30 years from now when my children reflect back on the life I provided, on the lessons I taught them, on their experiences… what will they say about me as a mother?  That is sort of a scary thought isn’t it?  Do you live your life with that sort of forward thinking?  30 years from now what is done will be done!  There will be no chance to go back and do it all over again.  There will be no opportunity to change or make better.  There just aren’t any do-overs!

I imagine I am like all mother’s.  I want my children to say fond things about me.  Who on earth would want their children to hate them?  I want them to think of me as  loving, patient, kind, and fair.  When I look at that short list the word patient sticks out at me.  I struggle with that.  I don’t think I’m alone on that front and it is a daily internal tug-o-war.  I also want them to think of me as someone who set high expectations and provided the support to help them succeed.  On this front I feel decently comfortable.  As a matter of fact my husband and I have been tweaking our family routines in order to create this very atmosphere.  I’m seeing great success!  Perhaps that will be a future blog post.

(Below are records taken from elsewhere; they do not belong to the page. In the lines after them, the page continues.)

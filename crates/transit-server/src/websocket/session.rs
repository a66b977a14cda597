//! `WebSocket` session lifecycle: one connected client from upgrade through
//! disconnect.

use std::sync::Arc;
use std::time::Duration;

use axum::body::Bytes;
use axum::extract::ws::{Message, WebSocket};
use futures::{SinkExt, StreamExt};
use metrics::{counter, gauge, histogram};
use tokio::sync::mpsc;
use tokio::time::{self, Instant};
use tokio_util::sync::CancellationToken;
use tracing::{debug, info, instrument, warn};
use transit_core::ConnectionId;
use transit_relay::{ClientConnection, OutboundEvent, RelayHandle};

use super::heartbeat::{HeartbeatResult, run_heartbeat};
use crate::config::ServerConfig;
use crate::metrics::{
    WS_CONNECTION_DURATION_SECONDS, WS_CONNECTIONS_ACTIVE, WS_CONNECTIONS_TOTAL,
    WS_DISCONNECTIONS_TOTAL,
};

/// How long the writer gets to flush a Close frame once the session ends.
const WRITER_DRAIN_TIMEOUT: Duration = Duration::from_secs(1);

/// Per-session timing and buffering.
#[derive(Clone, Copy, Debug, PartialEq, Eq)]
pub struct SessionLimits {
    /// Interval between server Ping frames and liveness checks.
    pub heartbeat_interval: Duration,
    /// Silence tolerated before the client is dropped.
    pub heartbeat_timeout: Duration,
    /// Capacity of the connection's outbound queue.
    pub outbound_buffer: usize,
}

impl SessionLimits {
    /// Limits taken from the server configuration.
    pub fn from_config(config: &ServerConfig) -> Self {
        Self {
            heartbeat_interval: config.heartbeat_interval,
            heartbeat_timeout: config.heartbeat_timeout,
            outbound_buffer: config.outbound_buffer.max(1),
        }
    }
}

/// Run a `WebSocket` session for a connected client.
///
/// 1. Enqueues `connection.established` with the connection ID
/// 2. Forwards text (and UTF-8 binary) frames to the relay worker
/// 3. Drains the connection's outbound queue, interleaving Ping frames
/// 4. Drops clients that stay silent past the heartbeat timeout
/// 5. Reports the closed connection to the relay
#[instrument(skip_all, fields(connection_id = %connection_id))]
pub async fn run_ws_session(
    ws: WebSocket,
    connection_id: ConnectionId,
    relay: RelayHandle,
    limits: SessionLimits,
    shutdown: CancellationToken,
) {
    let (mut ws_tx, mut ws_rx) = ws.split();

    let (send_tx, mut send_rx) = mpsc::channel::<Arc<String>>(limits.outbound_buffer);
    let connection = Arc::new(ClientConnection::new(connection_id.clone(), send_tx));
    let session_cancel = shutdown.child_token();

    info!("client connected");
    counter!(WS_CONNECTIONS_TOTAL).increment(1);
    gauge!(WS_CONNECTIONS_ACTIVE).increment(1.0);

    let established = OutboundEvent::ConnectionEstablished {
        connection_id: connection_id.clone(),
    };
    if !connection.send_event(&established) {
        warn!("failed to enqueue connection.established");
    }

    let writer_cancel = session_cancel.clone();
    let ping_every = limits.heartbeat_interval;
    let outbound = tokio::spawn(async move {
        let mut ping_interval = time::interval_at(Instant::now() + ping_every, ping_every);
        loop {
            tokio::select! {
                msg = send_rx.recv() => {
                    let Some(frame) = msg else { break };
                    if ws_tx.send(Message::Text(frame.as_str().into())).await.is_err() {
                        break;
                    }
                }
                _ = ping_interval.tick() => {
                    if ws_tx.send(Message::Ping(Bytes::new())).await.is_err() {
                        break;
                    }
                }
                () = writer_cancel.cancelled() => {
                    let _ = ws_tx.send(Message::Close(None)).await;
                    break;
                }
            }
        }
    });

    let heartbeat_conn = connection.clone();
    let heartbeat_cancel = session_cancel.clone();
    let heartbeat = tokio::spawn(async move {
        let result = run_heartbeat(
            heartbeat_conn,
            limits.heartbeat_interval,
            limits.heartbeat_timeout,
            heartbeat_cancel.clone(),
        )
        .await;
        if result == HeartbeatResult::TimedOut {
            warn!(timeout = ?limits.heartbeat_timeout, "client unresponsive, disconnecting");
            heartbeat_cancel.cancel();
        }
    });

    loop {
        let next = tokio::select! {
            msg = ws_rx.next() => msg,
            () = session_cancel.cancelled() => break,
        };
        let Some(Ok(msg)) = next else { break };
        connection.mark_alive();

        let text = match msg {
            Message::Text(t) => t.as_str().to_owned(),
            Message::Binary(data) => {
                if let Ok(s) = std::str::from_utf8(&data) {
                    s.to_owned()
                } else {
                    debug!(len = data.len(), "received non-UTF8 binary frame");
                    continue;
                }
            }
            Message::Close(_) => {
                info!("client sent close frame");
                break;
            }
            Message::Ping(_) | Message::Pong(_) => continue,
        };

        if let Err(e) = relay.submit_frame(connection.clone(), text).await {
            warn!(error = %e, "relay unavailable, closing connection");
            break;
        }
    }

    session_cancel.cancel();
    if let Err(e) = relay.connection_closed(connection_id).await {
        debug!(error = %e, "relay already stopped");
    }
    let _ = heartbeat.await;
    let abort = outbound.abort_handle();
    if time::timeout(WRITER_DRAIN_TIMEOUT, outbound).await.is_err() {
        abort.abort();
    }

    info!(
        dropped = connection.drop_count(),
        age_secs = connection.age().as_secs(),
        "client disconnected"
    );
    counter!(WS_DISCONNECTIONS_TOTAL).increment(1);
    gauge!(WS_CONNECTIONS_ACTIVE).decrement(1.0);
    histogram!(WS_CONNECTION_DURATION_SECONDS).record(connection.age().as_secs_f64());
}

I want my children to think of me as a mother who set firm boundaries, who didn’t let them get away with anything, and yet was very fun loving.  When I reflect on this one I think I’m doing a fine job munchkin’s in line.  They are great well behaved kids.  So much so that I am able to let out the proverbial line so to speak and offer them appropriate freedom and flexibility.  I do not usually feel the need to breath down their necks every minute of every day.

But am I fun loving?  I want my children and I to enjoy their childhood’s!  And 30 years from now I hope we are both enjoying their adulthood’s!   I think I can do better.  I believe I get so caught up in the day-to-day that I rarely stop long enough to just play, to just be silly, to just enjoy the moment.  I know my boys would love for me to play with them more.  What better way to show them I love them than to make time to do what they love to do.  Maybe I’ll write that on sticky and put on my mirror so I think about it every day.

30 years from now I hope my children are mature enough to see how much I love them.  I hope they believe that I gave them my all and while I will never be perfect that I always do that best that I possibly can.  I hope they can reflect on the hard choices I’ve made and understand that I truly believed I was doing what was best for them.  30 years from now I hope my children enjoy me and that I enjoy them.  What could possibly be better?

All of this because of few yellow dandelions.  I can’t wait until they get out of bed today and go out and pick me so more.  I am thrilled that they love me that much.  I am truly blessed!  Patience and fun!  I can do better and I plan to work on these things.  What will you work on?

Comments

  1. WELL HOW DID i MISS THIS ONE i READ THEM ALL BUT DID NOT SEE THIS ONE. yOU MAKE ME CRY. IT IS AN HONOR AND AND PRIVAGE TO HAVE YOU AS A DAUGHTER.aND YOUR A GREAT MOM AND THATS WHAT THEY WILL THINK IN 30 YEARS. I LOVE YOU.

  2. LOVE that photo…so peaceful, fresh, and dreamy. You could hang that on a wall and never tire of it.